Un blog de ressources pour les sciences économiques et sociales

La société du concours : vers une démocratisation de l’injustice sociale

Plus qu’une simple plateforme, « Parcoursup » constitue un symbole de l’inflexion en cours concernant le rôle de notre système scolaire au sein de la société. En concevant un système d’orientation qui systématise le principe de classement et accoutume à l’idée de sélection, ce dispositif mis en place par le Ministère de l’Education Nationale s’inscrit dans l’avènement de la « société du concours » décrite par Annabelle Allouch dans un ouvrage récent (La société du concours. L’empire des classements scolaires, La République des idées/Seuil, 110 p., 11,80 ). Elle y montre comment le concours est omniprésent dans notre société (jusque dans les cuisines de l’émission Top Chef !) qui finit par en faire un critère incontournable de l’évaluation du mérite individuel, quand bien même il accentuerait les inégalités sociales.
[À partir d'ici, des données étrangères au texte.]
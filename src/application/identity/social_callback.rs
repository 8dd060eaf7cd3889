use std::sync::Arc;

use crate::domain::identity::{Destination, IdentityError, IdentityService};

/// Query of the hosted UI callback, plus the state remembered in the cookie
#[derive(Debug, Clone, Default)]
pub struct SocialCallbackCommand {
  pub code: Option<String>,
  pub state: Option<String>,
  pub error: Option<String>,
  pub expected_state: Option<String>,
}

/// How the callback ends; every outcome is a redirect
#[derive(Debug, Clone, PartialEq, Eq)]
pub enum SocialCallbackOutcome {
  /// No code was supplied; back to the landing page
  NoCode,
  /// Provider error, state mismatch or failed exchange
  Failed,
  SignedIn {
    access_token: String,
    expires_in_seconds: u64,
    destination: Destination,
  },
}

impl SocialCallbackOutcome {
  pub fn location(&self, base_url: &str) -> String {
    let base_url = base_url.trim_end_matches('/');

    match self {
      SocialCallbackOutcome::NoCode => format!("{}/", base_url),
      SocialCallbackOutcome::Failed => format!("{}/?error=auth_failed", base_url),
      SocialCallbackOutcome::SignedIn { destination, .. } => destination.location(base_url),
    }
  }
}

/// Use case for finishing a hosted UI sign-in
pub struct SocialCallbackUseCase {
  identity_service: Arc<IdentityService>,
}

impl SocialCallbackUseCase {
  pub fn new(identity_service: Arc<IdentityService>) -> Self {
    Self { identity_service }
  }

  /// Never fails; errors are logged and turned into `Failed`
  pub async fn execute(&self, command: SocialCallbackCommand) -> SocialCallbackOutcome {
    if let Some(error) = command.error.as_deref() {
      tracing::warn!(error, "Hosted UI returned an error");
      return SocialCallbackOutcome::Failed;
    }

    let Some(code) = command.code.as_deref().filter(|c| !c.trim().is_empty()) else {
      return SocialCallbackOutcome::NoCode;
    };

    match self.sign_in(code, &command).await {
      Ok(outcome) => outcome,
      Err(e) => {
        tracing::warn!(error = %e, "Social login failed");
        SocialCallbackOutcome::Failed
      }
    }
  }

  async fn sign_in(
    &self,
    code: &str,
    command: &SocialCallbackCommand,
  ) -> Result<SocialCallbackOutcome, IdentityError> {
    match (command.state.as_deref(), command.expected_state.as_deref()) {
      (Some(state), Some(expected)) if state == expected => {}
      _ => return Err(IdentityError::StateMismatch),
    }

    let authenticated = self.identity_service.complete_social_login(code).await?;

    Ok(SocialCallbackOutcome::SignedIn {
      access_token: authenticated.tokens.access_token,
      expires_in_seconds: authenticated.tokens.expires_in_seconds,
      destination: authenticated.destination,
    })
  }
}

#[cfg(test)]
mod tests {
  use super::*;
  use crate::domain::identity::{IdentityClaims, IdentitySettings};
  use crate::domain::users::{User, UserService};
  use crate::infrastructure::identity::SimulatedIdentityProvider;
  use crate::test_support::{InMemoryUserRepository, sample_profile};

  const BASE: &str = "http://localhost:3000";

  fn setup() -> (SocialCallbackUseCase, Arc<InMemoryUserRepository>) {
    let repo = Arc::new(InMemoryUserRepository::default());
    let service = IdentityService::new(
      Arc::new(SimulatedIdentityProvider::new(BASE)),
      Arc::new(UserService::new(repo.clone())),
      IdentitySettings::default(),
    );
    (SocialCallbackUseCase::new(Arc::new(service)), repo)
  }

  fn code_for(subject_id: &str) -> String {
    SimulatedIdentityProvider::encode_code(&IdentityClaims {
      subject_id: subject_id.to_string(),
      email: Some("john@example.com".to_string()),
      name: Some("John Doe".to_string()),
      ..Default::default()
    })
  }

  fn command(code: Option<String>) -> SocialCallbackCommand {
    SocialCallbackCommand {
      code,
      state: Some("abc".to_string()),
      expected_state: Some("abc".to_string()),
      error: None,
    }
  }

  #[tokio::test]
  async fn test_missing_code_goes_home() {
    let (use_case, _) = setup();

    let outcome = use_case.execute(command(None)).await;
    assert_eq!(outcome, SocialCallbackOutcome::NoCode);
    assert_eq!(outcome.location(BASE), "http://localhost:3000/");

    let outcome = use_case.execute(command(Some(String::new()))).await;
    assert_eq!(outcome, SocialCallbackOutcome::NoCode);
  }

  #[tokio::test]
  async fn test_provider_error_fails() {
    let (use_case, _) = setup();

    let outcome = use_case
      .execute(SocialCallbackCommand {
        error: Some("access_denied".to_string()),
        ..command(Some(code_for("google_1")))
      })
      .await;

    assert_eq!(
      outcome.location(BASE),
      "http://localhost:3000/?error=auth_failed"
    );
  }

  #[tokio::test]
  async fn test_state_mismatch_fails() {
    let (use_case, _) = setup();

    let outcome = use_case
      .execute(SocialCallbackCommand {
        expected_state: Some("other".to_string()),
        ..command(Some(code_for("google_1")))
      })
      .await;
    assert_eq!(outcome, SocialCallbackOutcome::Failed);

    let outcome = use_case
      .execute(SocialCallbackCommand {
        expected_state: None,
        ..command(Some(code_for("google_1")))
      })
      .await;
    assert_eq!(outcome, SocialCallbackOutcome::Failed);
  }

  #[tokio::test]
  async fn test_bad_code_fails() {
    let (use_case, _) = setup();

    let outcome = use_case
      .execute(command(Some("%%%".to_string())))
      .await;
    assert_eq!(outcome, SocialCallbackOutcome::Failed);
  }

  #[tokio::test]
  async fn test_new_user_completes_profile() {
    let (use_case, _) = setup();

    let outcome = use_case.execute(command(Some(code_for("google_1")))).await;

    assert!(matches!(outcome, SocialCallbackOutcome::SignedIn { .. }));
    assert_eq!(
      outcome.location(BASE),
      "http://localhost:3000/auth/complete-profile?name=John+Doe&email=john%40example.com"
    );
  }

  #[tokio::test]
  async fn test_user_with_phone_goes_to_chat() {
    let (use_case, repo) = setup();
    repo.insert(User::new(sample_profile("google_1")));

    let outcome = use_case.execute(command(Some(code_for("google_1")))).await;

    assert_eq!(outcome.location(BASE), "http://localhost:3000/chat");
  }
}
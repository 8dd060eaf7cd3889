use std::sync::Arc;

use crate::domain::identity::{IdentityError, IdentityService};

/// Use case for signing out of every device
pub struct SignOutUseCase {
  identity_service: Arc<IdentityService>,
}

impl SignOutUseCase {
  pub fn new(identity_service: Arc<IdentityService>) -> Self {
    Self { identity_service }
  }

  pub async fn execute(&self, access_token: &str) -> Result<(), IdentityError> {
    self.identity_service.sign_out(access_token).await
  }
}
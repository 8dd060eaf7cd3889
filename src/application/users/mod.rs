//! Profile use cases
//!
//! One use case per operation of the profile API. Commands carry the raw
//! strings received over HTTP; parsing into value objects happens here.

mod create_profile;
mod get_profile;
mod update_profile;
mod verify_email;
mod verify_phone;

pub use create_profile::{CreateProfileCommand, CreateProfileUseCase};
pub use get_profile::GetProfileUseCase;
pub use update_profile::{UpdateProfileCommand, UpdateProfileUseCase};
pub use verify_email::VerifyEmailUseCase;
pub use verify_phone::VerifyPhoneUseCase;

use crate::domain::users::{SubjectId, UserError};

/// Parses a subject id taken from a lookup path. No profile can be stored
/// under an id that does not parse, so the lookup is simply not found.
pub(crate) fn lookup_subject_id(subject_id: &str) -> Result<SubjectId, UserError> {
  SubjectId::new(subject_id).map_err(|e| {
    tracing::debug!(error = %e, "Rejected subject id in profile lookup");
    UserError::NotFound
  })
}
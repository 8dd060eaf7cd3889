use std::sync::Arc;

use super::lookup_subject_id;
use crate::domain::users::{User, UserError, UserService};

/// Use case for fetching a profile by subject id
pub struct GetProfileUseCase {
  user_service: Arc<UserService>,
}

impl GetProfileUseCase {
  pub fn new(user_service: Arc<UserService>) -> Self {
    Self { user_service }
  }

  pub async fn execute(&self, subject_id: &str) -> Result<User, UserError> {
    let subject_id = lookup_subject_id(subject_id)?;
    self.user_service.get_profile(&subject_id).await
  }
}

#[cfg(test)]
mod tests {
  use super::*;
  use crate::test_support::{InMemoryUserRepository, sample_profile};

  #[tokio::test]
  async fn test_get_existing_and_missing() {
    let repo = Arc::new(InMemoryUserRepository::default());
    repo.insert(User::new(sample_profile("sub-1")));
    let use_case = GetProfileUseCase::new(Arc::new(UserService::new(repo)));

    let user = use_case.execute("sub-1").await.unwrap();
    assert_eq!(user.name, "Asha Rao");

    assert!(matches!(
      use_case.execute("sub-2").await,
      Err(UserError::NotFound)
    ));
  }

  #[tokio::test]
  async fn test_unparseable_subject_is_not_found() {
    let repo = Arc::new(InMemoryUserRepository::default());
    let use_case = GetProfileUseCase::new(Arc::new(UserService::new(repo)));

    let too_long = "x".repeat(129);

    for sub in ["has space", too_long.as_str()] {
      assert!(matches!(
        use_case.execute(sub).await,
        Err(UserError::NotFound)
      ));
    }
  }
}
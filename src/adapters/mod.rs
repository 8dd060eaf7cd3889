//! Adapters layer
//!
//! Inbound adapters that translate HTTP requests into use case calls.

pub mod http;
Mais avant toute chose, comment en est-on arrivé à l’instauration de cette « culture du concours » ? La sociologue explique cela par le fait que la démocratisation de l’accès à l’enseignement supérieur, et la massification scolaire qui en résulte, rencontre de plus en plus de résistances. Cette démocratisation d’accès, si elle se traduit par une entrée relativement plus importante d’étudiants de catégories populaires à l’université, serait critiquable par son manque d’efficacité à deux niveaux : d’abord, au niveau du taux d’échec important en première et deuxième année de licence, notamment parmi les étudiants issus de filières technologiques et professionnelles qui proviennent très majoritairement de milieux sociaux défavorisés. Ensuite, quand bien même les parcours universitaires sont réussis, les étudiants qui décrochent un diplôme seraient bien trop nombreux au regard des besoins en matière d’emplois qualifiés ; de sorte que la rentabilité des diplômes serait affectée par la distribution d’un nombre trop important de certifications, conduisant inexorablement les diplômés au déclassement social et à l’épreuve de la précarité.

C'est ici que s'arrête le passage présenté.